Mike Leary

 Mike started racing at in the sportsman division at Englewood Speedway in Denver, Colorado in 1978, quickly moving into Late Models. When Englewood Speedway closed, he raced at Colorado Springs International Speedway in Colorado Springs, until it closed in 1982.   He then decided that he would like to try dirt racing at Colorado National Speedway and I-76 in Fort Morgan.  He was awarded the Rookie of the Year Award at CNS in 1984, and then received the “Hard Luck Award” in 1985.  In 1986 members of GART –Grand American Racing Tour – approached him to race with them in an open show in Cheyenne.  He took his  dirt car chassis, changing things around to race asphalt, and ran with them for the last show of 1986, and then full time in 1987 and 1988 traveling to Texas, Oklahoma, Nebraska and Wyoming, finishing 3rd and 2nd in the points respectively.  In 1989, Colorado National Speedway was purchased by Jim Opperman, paved and Mike returned to CNS to run on a weekly basis.  Having a dirt chassis, running pavement, at times was tricky, and he had to learn to “manufacture” his own parts to fit his needs.  That, and a shallow pocketbook, made
him learn all about driving and building racecars. With the help of local engine builders, he was also building his own motors. He finished 5th in the points in both 1989 and 1990.  From 1996-1998 he raced the Southwest Tour and ReMax Challenge series at Pikes Peak International Speedway, Las Vegas Speedway, and Gateway International Speedway in St Louis Missouri.

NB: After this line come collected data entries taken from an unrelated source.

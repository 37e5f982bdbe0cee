//! Database configuration module for nightlight.
//!
//! This module handles the `SQLite` connection and table creation using `SeaORM`.
//! Tables are generated from the entity definitions with `Schema::create_table_from_entity`,
//! created in foreign-key order and only when missing, so restarting against an existing
//! database file is safe. Foreign keys carry no `ON DELETE` cascades: every cascade is an
//! explicit step in [`crate::core`].

use crate::entities::{
    ApiKey, InstagramAccount, Nightline, NightlineStatus, NightlineStatusColumn, Status,
    StorySlide,
};
use crate::errors::Result;
use sea_orm::sea_query::Index;
use sea_orm::{ConnectionTrait, Database, DatabaseConnection, EntityTrait, Schema};
use tracing::{debug, info};

/// Default connection string used when `DATABASE_URL` is not set.
pub const DEFAULT_DATABASE_URL: &str = "sqlite://data/nightlight.sqlite?mode=rwc";

/// Establishes a connection to the database at `database_url`.
pub async fn create_connection(database_url: &str) -> Result<DatabaseConnection> {
    debug!("Connecting to database: {}", database_url);
    Database::connect(database_url).await.map_err(Into::into)
}

async fn create_table<E>(db: &DatabaseConnection, schema: &Schema, entity: E) -> Result<()>
where
    E: EntityTrait,
{
    let builder = db.get_database_backend();
    let mut statement = schema.create_table_from_entity(entity);
    statement.if_not_exists();
    db.execute(builder.build(&statement)).await?;
    Ok(())
}

/// Creates all necessary database tables using `SeaORM`'s schema generation from entity definitions.
///
/// Also creates the unique index guaranteeing at most one configuration row per
/// (nightline, status) pair.
pub async fn create_tables(db: &DatabaseConnection) -> Result<()> {
    let builder = db.get_database_backend();
    let schema = Schema::new(builder);

    // Parents before children, the foreign keys are enforced
    create_table(db, &schema, Status).await?;
    create_table(db, &schema, Nightline).await?;
    create_table(db, &schema, ApiKey).await?;
    create_table(db, &schema, NightlineStatus).await?;
    create_table(db, &schema, StorySlide).await?;
    create_table(db, &schema, InstagramAccount).await?;

    let pair_index = Index::create()
        .name("idx_nightline_statuses_pair")
        .table(NightlineStatus)
        .col(NightlineStatusColumn::NightlineId)
        .col(NightlineStatusColumn::StatusId)
        .unique()
        .if_not_exists()
        .to_owned();
    db.execute(builder.build(&pair_index)).await?;

    info!("Database tables ensured");
    Ok(())
}
/// API key issuing, lookup and rotation
pub mod api_key;

/// Instagram account credentials of a nightline
pub mod instagram;

/// Nightline registry and status state machine
pub mod nightline;

/// Per (nightline, status) configuration rows
pub mod nightline_status;

/// Status catalog
pub mod status;

/// Story slides bound to configuration rows
pub mod story_slide;

/// Input validation rules
pub mod validation;

/// Status update and reset workflows
pub mod workflow;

Mike opened Leary Racing Products in 1999, thinking he would have time to race and travel; much to his surprise, it became busy very quickly, and he has now transferred his “competitive juices” to building shocks for cars from drag racing to circle track to hill climb, and road racing.

We have even seen downhill ski competitors, rock crawlers and ice racers.

Advice to those just getting into racing:
Volunteer to be on someone’s pit crew for a year first, and learn all you can – about the cars, finances, and exactly what kind of time and hard work it entails.

Advice to those building a new car and needing many new parts:
Spend your money wisely.  Sometimes what seems to be a “great deal” isn’t what it appears.